Here’s what we thought we knew: the White-winged Flufftail is only regularly found in Ethiopia and South Africa. Recent DNA samples taken from feathers collected in both countries have shown them to be genetically similar, implying they are the same population and migrate 4,000 km between the two countries. First they breed at the Berga Wetland in Ethiopia during July and August, then travel to the high-altitude wetlands in the eastern reaches of South Africa from November to March.
But it’s hard to gather any information at all about this secretive species. One of the main problems is that it’s not clear what its call sounds like. This means that the species has to be seen to be recorded. And so, over the past two years, BirdLife South Africa’s Robin Colyn and ecologist Alastair Campbell developed an innovative camera trap system to survey the cryptic Flufftail, dubbed the BirdLife South Africa Rallid Survey Method.
The cameras were set up at Middelpunt Wetland near Belfast, South Africa, and after sifting through about 400,000 photographs triggered by shrews and other small mammals the team were flabbergasted. First they captured the never-before-seen wing-flapping behaviour. Then, encouraged, Robin and Alistair refined their technique and upped the number of cameras to 20. And that’s when they found solid proof of breeding.
The White-winged Flufftail is precocial, meaning chicks leave the nest and start wandering around soon after hatching. Thanks to this independent behaviour, cameras caught chicks ranging from only a couple of days old to juvenile birds which were about four weeks old. In fact, 125,000 images show at least three clutches, and at least two mating attempts.
“The bird books will need to be re-written!” enthused Mark Anderson, CEO of BirdLife South Africa. “We now have 100% confirmation that the White-winged Flufftail breeds at Middelpunt wetland.”
“This confirms that the White-winged Flufftail is not a “non-breeding visitor” to South Africa”, says Robin Colyn, BirdLife South Africa.
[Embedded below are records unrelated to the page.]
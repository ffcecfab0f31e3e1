//! One-directional copy loop with per-operation idle deadlines.
//!
//! A forwarder reads from its source leg and writes to its sink leg until
//! either side ends. Every read and every write gets a fresh deadline of
//! `now + io_timeout`, so the timeout bounds idleness, not session length.
//! Timeouts too large to represent as an instant never fire.
//!
//! Each leg has a close signal shared by both forwarders. A forwarder that
//! stops closes the leg it stopped on; the peer forwarder, blocked on that
//! same leg as its source or sink, observes the signal and stops too.

use std::io;
use std::sync::Arc;
use std::time::Duration;

use tokio::io::{AsyncRead, AsyncReadExt, AsyncWrite, AsyncWriteExt};
use tokio::sync::mpsc;
use tokio::time::timeout;
use tokio_util::sync::CancellationToken;

use crate::error::{Direction, Leg, RelayError};
use crate::io::relay::RelayMetrics;

/// Terminal outcome of one forwarder.
#[derive(Debug)]
pub(crate) enum Outcome {
    /// The source leg reached a clean end of stream.
    GracefulEnd,
    Failed(RelayError),
}

/// What a forwarder publishes on the shared outcome channel, exactly once.
#[derive(Debug)]
pub(crate) struct Report {
    pub(crate) direction: Direction,
    pub(crate) outcome: Outcome,
}

/// Close signal for one leg.
#[derive(Debug, Clone)]
pub(crate) struct LegSignal {
    leg: Leg,
    closed: CancellationToken,
}

impl LegSignal {
    pub(crate) fn new(leg: Leg) -> Self {
        Self {
            leg,
            closed: CancellationToken::new(),
        }
    }

    pub(crate) fn close(&self) {
        self.closed.cancel();
    }

    pub(crate) fn is_closed(&self) -> bool {
        self.closed.is_cancelled()
    }
}

fn leg_closed(leg: Leg) -> io::Error {
    io::Error::new(io::ErrorKind::NotConnected, format!("{leg} leg closed"))
}

pub(crate) struct Forwarder<R, W> {
    direction: Direction,
    source: R,
    sink: W,
    source_leg: LegSignal,
    sink_leg: LegSignal,
    io_timeout: Duration,
    buffer_size: usize,
    reports: mpsc::Sender<Report>,
    metrics: Arc<dyn RelayMetrics>,
}

impl<R, W> Forwarder<R, W>
where
    R: AsyncRead + Unpin,
    W: AsyncWrite + Unpin,
{
    #[allow(clippy::too_many_arguments)]
    pub(crate) fn new(
        direction: Direction,
        source: R,
        sink: W,
        source_leg: LegSignal,
        sink_leg: LegSignal,
        io_timeout: Duration,
        buffer_size: usize,
        reports: mpsc::Sender<Report>,
        metrics: Arc<dyn RelayMetrics>,
    ) -> Self {
        debug_assert_eq!(source_leg.leg, direction.source());
        debug_assert_eq!(sink_leg.leg, direction.sink());
        Self {
            direction,
            source,
            sink,
            source_leg,
            sink_leg,
            io_timeout,
            buffer_size,
            reports,
            metrics,
        }
    }

    /// Copy until the source ends or either leg fails, report once, then
    /// close the leg the loop stopped on. Returns the bytes forwarded.
    ///
    /// The source and sink halves are dropped when this returns.
    pub(crate) async fn run(mut self) -> u64 {
        // Unwinding out of the loop closes both legs so the peer is released.
        let source_guard = self.source_leg.closed.clone().drop_guard();
        let sink_guard = self.sink_leg.closed.clone().drop_guard();

        let mut buf = vec![0u8; self.buffer_size];
        let mut forwarded = 0u64;

        let (outcome, stopped_on) = loop {
            let n = match self.read(&mut buf).await {
                Ok(0) => break (Outcome::GracefulEnd, self.direction.source()),
                Ok(n) => n,
                Err(e) => {
                    let leg = e.leg().unwrap_or(self.direction.source());
                    break (Outcome::Failed(e), leg);
                }
            };
            if let Err(e) = self.write(&buf[..n]).await {
                let leg = e.leg().unwrap_or(self.direction.sink());
                break (Outcome::Failed(e), leg);
            }
            forwarded += n as u64;
            self.record(n as u64);
        };

        source_guard.disarm();
        sink_guard.disarm();

        // The channel holds one slot per forwarder, so this never waits. The
        // report goes out before the close so the cause always arrives first.
        let _ = self
            .reports
            .send(Report {
                direction: self.direction,
                outcome,
            })
            .await;

        if stopped_on == self.source_leg.leg {
            self.source_leg.close();
        } else {
            self.sink_leg.close();
        }
        forwarded
    }

    async fn read(&mut self, buf: &mut [u8]) -> Result<usize, RelayError> {
        let direction = self.direction;
        let leg = direction.source();

        tokio::select! {
            biased;
            _ = self.source_leg.closed.cancelled() => Err(RelayError::ReadFailure {
                leg,
                direction,
                source: leg_closed(leg),
            }),
            _ = self.sink_leg.closed.cancelled() => Err(RelayError::WriteFailure {
                leg: direction.sink(),
                direction,
                source: leg_closed(direction.sink()),
            }),
            res = timeout(self.io_timeout, self.source.read(buf)) => match res {
                Ok(Ok(n)) => Ok(n),
                Ok(Err(source)) => Err(RelayError::ReadFailure { leg, direction, source }),
                Err(_) => Err(RelayError::ReadTimeout {
                    leg,
                    direction,
                    timeout: self.io_timeout,
                }),
            },
        }
    }

    async fn write(&mut self, data: &[u8]) -> Result<(), RelayError> {
        let direction = self.direction;
        let leg = direction.sink();
        let sink = &mut self.sink;
        let write = async {
            sink.write_all(data).await?;
            sink.flush().await
        };

        tokio::select! {
            biased;
            _ = self.sink_leg.closed.cancelled() => Err(RelayError::WriteFailure {
                leg,
                direction,
                source: leg_closed(leg),
            }),
            res = timeout(self.io_timeout, write) => match res {
                Ok(Ok(())) => Ok(()),
                Ok(Err(source)) => Err(RelayError::WriteFailure { leg, direction, source }),
                Err(_) => Err(RelayError::WriteTimeout {
                    leg,
                    direction,
                    timeout: self.io_timeout,
                }),
            },
        }
    }

    #[inline]
    fn record(&self, bytes: u64) {
        match self.direction {
            Direction::Upstream => self.metrics.record_upstream(bytes),
            Direction::Downstream => self.metrics.record_downstream(bytes),
        }
    }
}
A new breeding site doesn’t necessarily mean greater numbers, however. “We are still unsure what our findings mean for White-winged Flufftail conservation,” says Dr Hanneline Smit-Robinson, BirdLife South Africa’s Terrestrial Bird Conservation Programme Manager. “Our survey method did, however, confirm a low abundance, therefore until further knowledge, our assumption holds that this species is extremely rare and it remains on the brink of extinction.”
Knowledge is power in the race to keep this species alive in the wild. Dr Smit-Robinson adds: “BirdLife South Africa would like to expand its use of the newly developed Rallid Survey Method to at least another three wetlands in South Africa to confirm the presence of, and hopefully breeding by, White-winged Flufftails at these sites.”
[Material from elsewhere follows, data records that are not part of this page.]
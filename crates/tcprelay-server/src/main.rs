//! tcprelay server standalone binary.

use clap::Parser;
use tcprelay_server::{ServerArgs, cli};

#[tokio::main]
async fn main() -> Result<(), Box<dyn std::error::Error>> {
    let args = ServerArgs::parse();
    cli::run(args).await
}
‘Flufftail’ is a charming name for a bird – and makes sense when you see its stumpy tail spread out into a beautifully scalloped fan shape. But there’s nothing fluffy about its future. Middelpunt Wetland is a Protected Environment run by a private landowner in collaboration with BirdLife South Africa, but the Flufftail may also be breeding in more dangerous areas that we don’t yet know about. Now that we’ve worked out the method to discover more about this bird, we need to make sure we use it to its full advantage.
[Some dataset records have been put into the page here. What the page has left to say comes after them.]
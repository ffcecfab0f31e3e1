//! CLI module for tcprelay-server.
//!
//! This module provides the command-line interface that can be used either
//! as a standalone binary or as a subcommand of the main tcprelay CLI.

use std::io;
use std::path::PathBuf;

use clap::Parser;
use tcprelay_config::{CliOverrides, LoggingConfig, apply_overrides, load_config, validate_config};
use tracing::{info, warn};
use tracing_subscriber::{EnvFilter, fmt, layer::SubscriberExt, util::SubscriberInitExt};

use crate::{CancellationToken, run_with_shutdown};

/// tcprelay server CLI arguments.
#[derive(Parser, Debug, Clone)]
#[command(
    name = "tcprelay-server",
    version,
    about = "Forward every accepted TCP connection to a fixed remote address"
)]
pub struct ServerArgs {
    /// Config file path (json/yaml/toml)
    #[arg(short, long, default_value = "config.toml")]
    pub config: PathBuf,

    #[command(flatten)]
    pub overrides: CliOverrides,
}

/// Run the relay server with the given arguments.
///
/// This is the main entry point for the server CLI, used by both the
/// standalone binary and the unified tcprelay CLI.
pub async fn run(args: ServerArgs) -> Result<(), Box<dyn std::error::Error>> {
    let mut config = load_config(&args.config)?;
    apply_overrides(&mut config, &args.overrides);
    validate_config(&config)?;

    init_tracing(&config.logging);

    // Set up graceful shutdown on SIGTERM/SIGINT
    let shutdown = CancellationToken::new();
    let shutdown_signal = shutdown.clone();

    tokio::spawn(async move {
        shutdown_signal_handler().await;
        info!("shutdown signal received");
        shutdown_signal.cancel();
    });

    run_with_shutdown(config, shutdown).await?;
    Ok(())
}

/// Wait for shutdown signals (SIGTERM, SIGINT).
async fn shutdown_signal_handler() {
    let ctrl_c = async {
        if let Err(e) = tokio::signal::ctrl_c().await {
            warn!("failed to listen for Ctrl+C: {}", e);
            std::future::pending::<()>().await;
        }
    };

    #[cfg(unix)]
    let terminate = async {
        match tokio::signal::unix::signal(tokio::signal::unix::SignalKind::terminate()) {
            Ok(mut sig) => {
                sig.recv().await;
            }
            Err(e) => {
                warn!("failed to listen for SIGTERM: {}", e);
                std::future::pending::<()>().await;
            }
        }
    };

    #[cfg(not(unix))]
    let terminate = std::future::pending::<()>();

    tokio::select! {
        _ = ctrl_c => {}
        _ = terminate => {}
    }
}

/// Build the filter directive string from the base level and per-module filters.
fn filter_directives(config: &LoggingConfig) -> String {
    let mut filter_str = config.level.as_deref().unwrap_or("info").to_string();
    let mut modules: Vec<_> = config.filters.iter().collect();
    modules.sort();
    for (module, level) in modules {
        filter_str.push(',');
        filter_str.push_str(module);
        filter_str.push('=');
        filter_str.push_str(level);
    }
    filter_str
}

/// Initialize tracing subscriber with the given logging configuration.
///
/// Supports:
/// - `level`: Base log level (trace, debug, info, warn, error)
/// - `format`: Output format (json, pretty, compact). Default: pretty
/// - `output`: Output target (stdout, stderr). Default: stderr
/// - `filters`: Per-module log level overrides
fn init_tracing(config: &LoggingConfig) {
    let filter = EnvFilter::try_new(filter_directives(config))
        .unwrap_or_else(|_| EnvFilter::new("info"));

    let format = config.format.as_deref().unwrap_or("pretty");
    let output = config.output.as_deref().unwrap_or("stderr");

    match (format, output) {
        ("json", "stdout") => {
            tracing_subscriber::registry()
                .with(filter)
                .with(fmt::layer().json().with_writer(io::stdout))
                .init();
        }
        ("json", _) => {
            tracing_subscriber::registry()
                .with(filter)
                .with(fmt::layer().json().with_writer(io::stderr))
                .init();
        }
        ("compact", "stdout") => {
            tracing_subscriber::registry()
                .with(filter)
                .with(fmt::layer().compact().with_writer(io::stdout))
                .init();
        }
        ("compact", _) => {
            tracing_subscriber::registry()
                .with(filter)
                .with(fmt::layer().compact().with_writer(io::stderr))
                .init();
        }
        (_, "stdout") => {
            tracing_subscriber::registry()
                .with(filter)
                .with(fmt::layer().with_writer(io::stdout))
                .init();
        }
        _ => {
            tracing_subscriber::registry()
                .with(filter)
                .with(fmt::layer().with_writer(io::stderr))
                .init();
        }
    }
}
“At last, we’re a step closer to solving the mystery of the ‘migration’ of one of the world’s rarest birds,” says Andy Symes, BirdLife International Red List Team. “But there is still a great deal to learn, and we encourage people to support BirdLife South Africa to enable them to collect more data in order to ensure that this highly threatened species can get the protection it so desperately needs.”